Problem description
Reproduce the entries that follow, exactly and in full.

Records for the task section start

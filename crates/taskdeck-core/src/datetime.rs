use anyhow::anyhow;
use chrono::{
  DateTime,
  Duration,
  LocalResult,
  NaiveDate,
  NaiveTime,
  TimeZone,
  Utc
};
use chrono_tz::Tz;
use regex::Regex;

pub const TIMEZONE_ENV_VAR: &str =
  "TASKDECK_TIMEZONE";

/// Resolves the timezone used for
/// display and for date-only input.
///
/// The environment wins over the
/// configured value; anything that
/// fails to parse falls back to UTC.
pub fn resolve_display_timezone(
  configured: Option<&str>
) -> Tz {
  if let Ok(raw) =
    std::env::var(TIMEZONE_ENV_VAR)
    && let Some(tz) =
      parse_timezone(&raw)
  {
    return tz;
  }

  configured
    .and_then(parse_timezone)
    .unwrap_or(chrono_tz::UTC)
}

fn parse_timezone(
  raw: &str
) -> Option<Tz> {
  let trimmed = raw.trim();
  if trimmed.is_empty() {
    return None;
  }
  match trimmed.parse::<Tz>() {
    | Ok(tz) => Some(tz),
    | Err(err) => {
      tracing::warn!(
        timezone = %trimmed,
        error = %err,
        "invalid timezone; ignoring"
      );
      None
    }
  }
}

#[must_use]
pub fn format_display_date(
  dt: DateTime<Utc>,
  tz: Tz
) -> String {
  dt.with_timezone(&tz)
    .format("%Y-%m-%d")
    .to_string()
}

/// Parses a due date typed by a user.
///
/// Accepts RFC 3339 timestamps,
/// `YYYY-MM-DD`, `today`, `tomorrow`
/// and relative offsets such as `+3d`,
/// `+12h` or `+2w`. Date-only forms
/// land on local midnight in `tz`.
#[tracing::instrument(skip(now, tz))]
pub fn parse_due_input(
  input: &str,
  now: DateTime<Utc>,
  tz: Tz
) -> anyhow::Result<DateTime<Utc>> {
  let raw = input.trim();
  if raw.is_empty() {
    return Err(anyhow!(
      "due date cannot be empty"
    ));
  }

  if let Ok(dt) =
    DateTime::parse_from_rfc3339(raw)
  {
    return Ok(dt.with_timezone(&Utc));
  }

  if let Ok(date) =
    NaiveDate::parse_from_str(
      raw, "%Y-%m-%d"
    )
  {
    return local_midnight(date, tz);
  }

  let today =
    now.with_timezone(&tz).date_naive();
  match raw.to_ascii_lowercase().as_str()
  {
    | "today" => {
      return local_midnight(today, tz);
    }
    | "tomorrow" => {
      let tomorrow = today
        .succ_opt()
        .ok_or_else(|| {
          anyhow!(
            "date out of range: {raw}"
          )
        })?;
      return local_midnight(
        tomorrow, tz
      );
    }
    | _ => {}
  }

  let rel_re = Regex::new(
    r"^\+(?P<num>\d+)(?P<unit>[hdw])$"
  )
  .map_err(|e| {
    anyhow!(
      "internal regex compile \
       failure: {e}"
    )
  })?;
  if let Some(caps) =
    rel_re.captures(raw)
  {
    let num: i64 = caps["num"]
      .parse()
      .map_err(|e| {
        anyhow!(
          "invalid offset {raw}: {e}"
        )
      })?;
    let delta = match &caps["unit"] {
      | "h" => Duration::hours(num),
      | "d" => Duration::days(num),
      | _ => Duration::weeks(num)
    };
    return now
      .checked_add_signed(delta)
      .ok_or_else(|| {
        anyhow!(
          "date out of range: {raw}"
        )
      });
  }

  Err(anyhow!(
    "unrecognized due date: {raw}"
  ))
}

fn local_midnight(
  date: NaiveDate,
  tz: Tz
) -> anyhow::Result<DateTime<Utc>> {
  let naive =
    date.and_time(NaiveTime::MIN);
  match tz.from_local_datetime(&naive) {
    | LocalResult::Single(dt) => {
      Ok(dt.with_timezone(&Utc))
    }
    | LocalResult::Ambiguous(
      earliest,
      _
    ) => Ok(earliest.with_timezone(&Utc)),
    | LocalResult::None => {
      // Midnight skipped by a DST jump;
      // the day still starts an hour on.
      let shifted =
        naive + Duration::hours(1);
      tz.from_local_datetime(&shifted)
        .earliest()
        .map(|dt| dt.with_timezone(&Utc))
        .ok_or_else(|| {
          anyhow!(
            "no valid local time for \
             {date} in {}",
            tz.name()
          )
        })
    }
  }
}

fn parse_iso(
  raw: &str
) -> Result<DateTime<Utc>, String> {
  if let Ok(dt) =
    DateTime::parse_from_rfc3339(raw)
  {
    return Ok(dt.with_timezone(&Utc));
  }
  NaiveDate::parse_from_str(
    raw, "%Y-%m-%d"
  )
  .map(|date| {
    Utc.from_utc_datetime(
      &date.and_time(NaiveTime::MIN)
    )
  })
  .map_err(|_| {
    format!(
      "invalid ISO-8601 timestamp: \
       {raw}"
    )
  })
}


pub mod iso_date_serde {
  use chrono::{
    DateTime,
    SecondsFormat,
    Utc
  };
  use serde::Serializer;

  pub fn serialize<S>(
    dt: &DateTime<Utc>,
    serializer: S
  ) -> Result<S::Ok, S::Error>
  where
    S: Serializer
  {
    serializer.serialize_str(
      &dt.to_rfc3339_opts(
        SecondsFormat::Millis,
        true
      )
    )
  }

  pub mod option {
    use chrono::{
      DateTime,
      Utc
    };
    use serde::{
      Deserialize,
      Deserializer,
      Serializer
    };

    pub fn serialize<S>(
      dt: &Option<DateTime<Utc>>,
      serializer: S
    ) -> Result<S::Ok, S::Error>
    where
      S: Serializer
    {
      match dt {
        | Some(value) => {
          super::serialize(
            value, serializer
          )
        }
        | None => {
          serializer.serialize_none()
        }
      }
    }

    pub fn deserialize<'de, D>(
      deserializer: D
    ) -> Result<
      Option<DateTime<Utc>>,
      D::Error
    >
    where
      D: Deserializer<'de>
    {
      let opt =
        Option::<String>::deserialize(
          deserializer
        )?;
      match opt {
        | Some(raw)
          if raw.trim().is_empty() =>
        {
          Ok(None)
        }
        | Some(raw) => {
          super::super::parse_iso(
            raw.trim()
          )
          .map(Some)
          .map_err(
            serde::de::Error::custom
          )
        }
        | None => Ok(None)
      }
    }
  }
}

Records for the task section end

Exercise result
filename crates/taskdeck-core/src/datetime.rs
use anyhow::anyhow;
use chrono::{
  DateTime,
  Duration,
  LocalResult,
  NaiveDate,
  NaiveTime,
  TimeZone,
  Utc
};
use chrono_tz::Tz;
use regex::Regex;

pub const TIMEZONE_ENV_VAR: &str =
  "TASKDECK_TIMEZONE";

/// Resolves the timezone used for
/// display and for date-only input.
///
/// The environment wins over the
/// configured value; anything that
/// fails to parse falls back to UTC.
pub fn resolve_display_timezone(
  configured: Option<&str>
) -> Tz {
  if let Ok(raw) =
    std::env::var(TIMEZONE_ENV_VAR)
    && let Some(tz) =
      parse_timezone(&raw)
  {
    return tz;
  }

  configured
    .and_then(parse_timezone)
    .unwrap_or(chrono_tz::UTC)
}

fn parse_timezone(
  raw: &str
) -> Option<Tz> {
  let trimmed = raw.trim();
  if trimmed.is_empty() {
    return None;
  }
  match trimmed.parse::<Tz>() {
    | Ok(tz) => Some(tz),
    | Err(err) => {
      tracing::warn!(
        timezone = %trimmed,
        error = %err,
        "invalid timezone; ignoring"
      );
      None
    }
  }
}

#[must_use]
pub fn format_display_date(
  dt: DateTime<Utc>,
  tz: Tz
) -> String {
  dt.with_timezone(&tz)
    .format("%Y-%m-%d")
    .to_string()
}

/// Parses a due date typed by a user.
///
/// Accepts RFC 3339 timestamps,
/// `YYYY-MM-DD`, `today`, `tomorrow`
/// and relative offsets such as `+3d`,
/// `+12h` or `+2w`. Date-only forms
/// land on local midnight in `tz`.
#[tracing::instrument(skip(now, tz))]
pub fn parse_due_input(
  input: &str,
  now: DateTime<Utc>,
  tz: Tz
) -> anyhow::Result<DateTime<Utc>> {
  let raw = input.trim();
  if raw.is_empty() {
    return Err(anyhow!(
      "due date cannot be empty"
    ));
  }

  if let Ok(dt) =
    DateTime::parse_from_rfc3339(raw)
  {
    return Ok(dt.with_timezone(&Utc));
  }

  if let Ok(date) =
    NaiveDate::parse_from_str(
      raw, "%Y-%m-%d"
    )
  {
    return local_midnight(date, tz);
  }

  let today =
    now.with_timezone(&tz).date_naive();
  match raw.to_ascii_lowercase().as_str()
  {
    | "today" => {
      return local_midnight(today, tz);
    }
    | "tomorrow" => {
      let tomorrow = today
        .succ_opt()
        .ok_or_else(|| {
          anyhow!(
            "date out of range: {raw}"
          )
        })?;
      return local_midnight(
        tomorrow, tz
      );
    }
    | _ => {}
  }

  let rel_re = Regex::new(
    r"^\+(?P<num>\d+)(?P<unit>[hdw])$"
  )
  .map_err(|e| {
    anyhow!(
      "internal regex compile \
       failure: {e}"
    )
  })?;
  if let Some(caps) =
    rel_re.captures(raw)
  {
    let num: i64 = caps["num"]
      .parse()
      .map_err(|e| {
        anyhow!(
          "invalid offset {raw}: {e}"
        )
      })?;
    let delta = match &caps["unit"] {
      | "h" => Duration::hours(num),
      | "d" => Duration::days(num),
      | _ => Duration::weeks(num)
    };
    return now
      .checked_add_signed(delta)
      .ok_or_else(|| {
        anyhow!(
          "date out of range: {raw}"
        )
      });
  }

  Err(anyhow!(
    "unrecognized due date: {raw}"
  ))
}

fn local_midnight(
  date: NaiveDate,
  tz: Tz
) -> anyhow::Result<DateTime<Utc>> {
  let naive =
    date.and_time(NaiveTime::MIN);
  match tz.from_local_datetime(&naive) {
    | LocalResult::Single(dt) => {
      Ok(dt.with_timezone(&Utc))
    }
    | LocalResult::Ambiguous(
      earliest,
      _
    ) => Ok(earliest.with_timezone(&Utc)),
    | LocalResult::None => {
      // Midnight skipped by a DST jump;
      // the day still starts an hour on.
      let shifted =
        naive + Duration::hours(1);
      tz.from_local_datetime(&shifted)
        .earliest()
        .map(|dt| dt.with_timezone(&Utc))
        .ok_or_else(|| {
          anyhow!(
            "no valid local time for \
             {date} in {}",
            tz.name()
          )
        })
    }
  }
}

fn parse_iso(
  raw: &str
) -> Result<DateTime<Utc>, String> {
  if let Ok(dt) =
    DateTime::parse_from_rfc3339(raw)
  {
    return Ok(dt.with_timezone(&Utc));
  }
  NaiveDate::parse_from_str(
    raw, "%Y-%m-%d"
  )
  .map(|date| {
    Utc.from_utc_datetime(
      &date.and_time(NaiveTime::MIN)
    )
  })
  .map_err(|_| {
    format!(
      "invalid ISO-8601 timestamp: \
       {raw}"
    )
  })
}


pub mod iso_date_serde {
  use chrono::{
    DateTime,
    SecondsFormat,
    Utc
  };
  use serde::Serializer;

  pub fn serialize<S>(
    dt: &DateTime<Utc>,
    serializer: S
  ) -> Result<S::Ok, S::Error>
  where
    S: Serializer
  {
    serializer.serialize_str(
      &dt.to_rfc3339_opts(
        SecondsFormat::Millis,
        true
      )
    )
  }

  pub mod option {
    use chrono::{
      DateTime,
      Utc
    };
    use serde::{
      Deserialize,
      Deserializer,
      Serializer
    };

    pub fn serialize<S>(
      dt: &Option<DateTime<Utc>>,
      serializer: S
    ) -> Result<S::Ok, S::Error>
    where
      S: Serializer
    {
      match dt {
        | Some(value) => {
          super::serialize(
            value, serializer
          )
        }
        | None => {
          serializer.serialize_none()
        }
      }
    }

    pub fn deserialize<'de, D>(
      deserializer: D
    ) -> Result<
      Option<DateTime<Utc>>,
      D::Error
    >
    where
      D: Deserializer<'de>
    {
      let opt =
        Option::<String>::deserialize(
          deserializer
        )?;
      match opt {
        | Some(raw)
          if raw.trim().is_empty() =>
        {
          Ok(None)
        }
        | Some(raw) => {
          super::super::parse_iso(
            raw.trim()
          )
          .map(Some)
          .map_err(
            serde::de::Error::custom
          )
        }
        | None => Ok(None)
      }
    }
  }
}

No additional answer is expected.